### DESCRIPTION OF THE TASK
Print this span of the material below exactly: the line with "with the real", the line with "pub const USER_PASSWORD: &str", and every line between them, but nothing else.

═══

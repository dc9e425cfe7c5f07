//! Shared fixtures for the integration tests.
//!
//! Every test gets its own in-memory SQLite database migrated with the real
//! schema, a fresh expiry cache and an SMS sender that records instead of
//! sending.

#![allow(dead_code)]

use async_trait::async_trait;
use axum_test::TestServer;
use migration::{Migrator, MigratorTrait};
use rsa::RsaPrivateKey;
use rsa::pkcs8::{EncodePrivateKey, LineEnding};
use sea_orm::{ActiveModelTrait, ActiveValue::Set, Database, DatabaseConnection};
use sso_server::AppResources;
use sso_server::api::app;
use sso_server::cache::MemoryCache;
use sso_server::config::{AppConfig, KeyConfig, SmsConfig, TimeoutConfig, TtlConfig};
use sso_server::entity::{client, identity_provider, scope, user, user_role};
use sso_server::error::SsoError;
use sso_server::oauth2::federation::HttpIdpClient;
use sso_server::oauth2::hash_password;
use sso_server::oauth2::signer::{AccessClaims, JwtSigner, TokenSigner};
use sso_server::oauth2::store::AuthCodeStore;
use sso_server::oauth2::{Backends, OAuth2State};
use sso_server::sms::SmsSender;
use std::sync::{Arc, Mutex, OnceLock};
use std::time::Duration;
use time::OffsetDateTime;

pub const ISSUER: &str = "https://sso.test";
pub const ERROR_PAGE: &str = "https://accounts.test/error";
pub const CLIENT_ID: &str = "client-1";
pub const CLIENT_SECRET: &str = "client-secret";
pub const REDIRECT_URI: &str = "https://client.example.com/cb";
pub const FIRST_PARTY_CLIENT: &str = "sso-web";

pub const USER_ID: &str = "user-1";
pub const USER_PHONE: &str = "0911223344";
pub const USER_EMAIL: &str = "abebe@example.com";
pub const USER_PASSWORD: &str = "Passw0rd1";

/// One RSA key per test binary; generation is slow.
pub fn test_key_pem() -> &'static str {
    static PEM: OnceLock<String> = OnceLock::new();
    PEM.get_or_init(|| {
        RsaPrivateKey::new(&mut rand::rngs::OsRng, 2048)
            .expect("generate RSA key")
            .to_pkcs8_pem(LineEnding::LF)
            .expect("encode RSA key")
            .to_string()
    })
}

pub fn test_signer() -> Arc<JwtSigner> {
    Arc::new(JwtSigner::from_pem(test_key_pem(), "test-key", ISSUER).expect("signer"))
}

pub fn test_config() -> AppConfig {
    AppConfig {
        database_url: "sqlite::memory:".into(),
        listen_addr: "127.0.0.1:0".into(),
        issuer_url: ISSUER.into(),
        frontend_url: "https://accounts.test".into(),
        error_page_url: ERROR_PAGE.into(),
        first_party_client_id: FIRST_PARTY_CLIENT.into(),
        keys: KeyConfig {
            private_key_path: "unused.pem".into(),
            key_id: "test-key".into(),
        },
        ttl: TtlConfig::default(),
        timeouts: TimeoutConfig {
            external_call_ms: 2000,
        },
        sms: SmsConfig {
            endpoint: "https://sms.test/send".into(),
            api_key: "test-key".into(),
            sender: "SSO".into(),
        },
        first_party_scope: "openid profile email phone".into(),
    }
}

/// SMS sender that keeps every message in memory.
#[derive(Default)]
pub struct RecordingSms {
    sent: Mutex<Vec<(String, String)>>,
}

impl RecordingSms {
    pub fn messages(&self) -> Vec<(String, String)> {
        self.sent.lock().unwrap().clone()
    }

    /// The six digit code of the latest message sent to `phone`.
    pub fn last_code(&self, phone: &str) -> Option<String> {
        self.messages()
            .into_iter()
            .rev()
            .find(|(to, _)| to == phone)
            .and_then(|(_, message)| message.rsplit(' ').next().map(String::from))
    }
}

#[async_trait]
impl SmsSender for RecordingSms {
    async fn send(&self, phone: &str, message: &str) -> Result<(), SsoError> {
        self.sent
            .lock()
            .unwrap()
            .push((phone.to_string(), message.to_string()));
        Ok(())
    }
}

pub struct TestApp {
    pub server: TestServer,
    pub state: OAuth2State,
    pub db: Arc<DatabaseConnection>,
    pub sms: Arc<RecordingSms>,
    pub signer: Arc<JwtSigner>,
}

impl TestApp {
    pub async fn new() -> Self {
        Self::with_auth_codes(None).await
    }

    pub async fn with_auth_codes(auth_codes: Option<Arc<dyn AuthCodeStore>>) -> Self {
        let db = Arc::new(Database::connect("sqlite::memory:").await.expect("connect"));
        Migrator::up(db.as_ref(), None).await.expect("migrate");
        seed(db.as_ref()).await;

        let config = Arc::new(test_config());
        let signer = test_signer();
        let sms = Arc::new(RecordingSms::default());
        let state = OAuth2State::new(
            config.clone(),
            Backends {
                db: db.clone(),
                cache: Arc::new(MemoryCache::new()),
                signer: signer.clone(),
                idp: Arc::new(HttpIdpClient::new(Duration::from_secs(2))),
                sms: sms.clone(),
                auth_codes,
            },
        );
        let resources = AppResources {
            db: db.clone(),
            config,
            signer: signer.clone(),
        };
        let server = TestServer::new(app(state.clone(), resources)).expect("test server");

        Self {
            server,
            state,
            db,
            sms,
            signer,
        }
    }

    /// Access token for `user_id` as if issued to the first-party client.
    pub fn bearer(&self, user_id: &str, scope: &str) -> String {
        self.bearer_for(user_id, FIRST_PARTY_CLIENT, scope)
    }

    /// Access token for `user_id` as if issued to `client_id`.
    pub fn bearer_for(&self, user_id: &str, client_id: &str, scope: &str) -> String {
        let now = OffsetDateTime::now_utc().unix_timestamp();
        self.signer
            .sign_access(&AccessClaims {
                iss: ISSUER.into(),
                sub: user_id.into(),
                aud: client_id.into(),
                exp: now + 900,
                nbf: now,
                iat: now,
                jti: uuid::Uuid::new_v4().to_string(),
                client_id: client_id.into(),
                roles: vec!["user".into()],
                scope: scope.into(),
            })
            .expect("sign access token")
    }
}

async fn seed(db: &DatabaseConnection) {
    let now = OffsetDateTime::now_utc();

    for (name, description, status) in [
        ("openid", "Sign you in", "active"),
        ("profile", "Your name, gender and picture", "active"),
        ("email", "Your email address", "active"),
        ("phone", "Your phone number", "active"),
        ("payments", "Make payments on your behalf", "inactive"),
    ] {
        scope::ActiveModel {
            name: Set(name.into()),
            description: Set(description.into()),
            status: Set(status.into()),
        }
        .insert(db)
        .await
        .expect("seed scope");
    }

    for (id, name) in [(CLIENT_ID, "Example Client"), (FIRST_PARTY_CLIENT, "SSO Web")] {
        client::ActiveModel {
            id: Set(id.into()),
            name: Set(name.into()),
            description: Set(Some(format!("{name} application"))),
            logo_url: Set(None),
            secret_hash: Set(hash_password(CLIENT_SECRET).expect("hash")),
            redirect_uris: Set(serde_json::json!([REDIRECT_URI]).to_string()),
            scopes: Set(String::new()),
            status: Set("active".into()),
            created_at: Set(now),
            updated_at: Set(now),
        }
        .insert(db)
        .await
        .expect("seed client");
    }

    insert_user(
        db,
        USER_ID,
        Some(USER_PHONE),
        Some(USER_EMAIL),
        Some(USER_PASSWORD),
        user::STATUS_ACTIVE,
    )
    .await;
    user_role::ActiveModel {
        user_id: Set(USER_ID.into()),
        role: Set("user".into()),
    }
    .insert(db)
    .await
    .expect("seed role");
}

pub async fn insert_user(
    db: &DatabaseConnection,
    id: &str,
    phone: Option<&str>,
    email: Option<&str>,
    password: Option<&str>,
    status: &str,
) -> user::Model {
    let now = OffsetDateTime::now_utc();
    user::ActiveModel {
        id: Set(id.into()),
        first_name: Set("Abebe".into()),
        middle_name: Set(Some("Kebede".into())),
        last_name: Set("Bikila".into()),
        email: Set(email.map(String::from)),
        phone: Set(phone.map(String::from)),
        gender: Set(Some("male".into())),
        profile_picture: Set(None),
        password_hash: Set(password.map(|p| hash_password(p).expect("hash"))),
        status: Set(status.into()),
        created_at: Set(now),
        updated_at: Set(now),
    }
    .insert(db)
    .await
    .expect("seed user")
}

/// Identity provider whose endpoints live under `base_url`.
pub async fn insert_identity_provider(db: &DatabaseConnection, id: &str, base_url: &str) {
    let now = OffsetDateTime::now_utc();
    identity_provider::ActiveModel {
        id: Set(id.into()),
        name: Set("Example IdP".into()),
        client_id: Set("sso-at-idp".into()),
        client_secret: Set("idp-secret".into()),
        redirect_uri: Set("https://accounts.test/idp/callback".into()),
        authorization_endpoint: Set(format!("{base_url}/authorize")),
        token_endpoint: Set(format!("{base_url}/token")),
        user_info_endpoint: Set(format!("{base_url}/userinfo")),
        logo_uri: Set(None),
        status: Set("active".into()),
        created_at: Set(now),
        updated_at: Set(now),
    }
    .insert(db)
    .await
    .expect("seed identity provider");
}

/// Query parameter `name` of a redirect `Location`, looking in the query and the fragment.
pub fn location_param(location: &str, name: &str) -> Option<String> {
    let url = url::Url::parse(location).ok()?;
    let from_query = url
        .query_pairs()
        .find(|(k, _)| k == name)
        .map(|(_, v)| v.into_owned());
    from_query.or_else(|| {
        url::form_urlencoded::parse(url.fragment()?.as_bytes())
            .find(|(k, _)| k == name)
            .map(|(_, v)| v.into_owned())
    })
}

═══

### COMPLETED EXERCISE
//! Every test gets its own in-memory SQLite database migrated with the real
//! schema, a fresh expiry cache and an SMS sender that records instead of
//! sending.

#![allow(dead_code)]

use async_trait::async_trait;
use axum_test::TestServer;
use migration::{Migrator, MigratorTrait};
use rsa::RsaPrivateKey;
use rsa::pkcs8::{EncodePrivateKey, LineEnding};
use sea_orm::{ActiveModelTrait, ActiveValue::Set, Database, DatabaseConnection};
use sso_server::AppResources;
use sso_server::api::app;
use sso_server::cache::MemoryCache;
use sso_server::config::{AppConfig, KeyConfig, SmsConfig, TimeoutConfig, TtlConfig};
use sso_server::entity::{client, identity_provider, scope, user, user_role};
use sso_server::error::SsoError;
use sso_server::oauth2::federation::HttpIdpClient;
use sso_server::oauth2::hash_password;
use sso_server::oauth2::signer::{AccessClaims, JwtSigner, TokenSigner};
use sso_server::oauth2::store::AuthCodeStore;
use sso_server::oauth2::{Backends, OAuth2State};
use sso_server::sms::SmsSender;
use std::sync::{Arc, Mutex, OnceLock};
use std::time::Duration;
use time::OffsetDateTime;

pub const ISSUER: &str = "https://sso.test";
pub const ERROR_PAGE: &str = "https://accounts.test/error";
pub const CLIENT_ID: &str = "client-1";
pub const CLIENT_SECRET: &str = "client-secret";
pub const REDIRECT_URI: &str = "https://client.example.com/cb";
pub const FIRST_PARTY_CLIENT: &str = "sso-web";

pub const USER_ID: &str = "user-1";
pub const USER_PHONE: &str = "0911223344";
pub const USER_EMAIL: &str = "abebe@example.com";
pub const USER_PASSWORD: &str = "Passw0rd1";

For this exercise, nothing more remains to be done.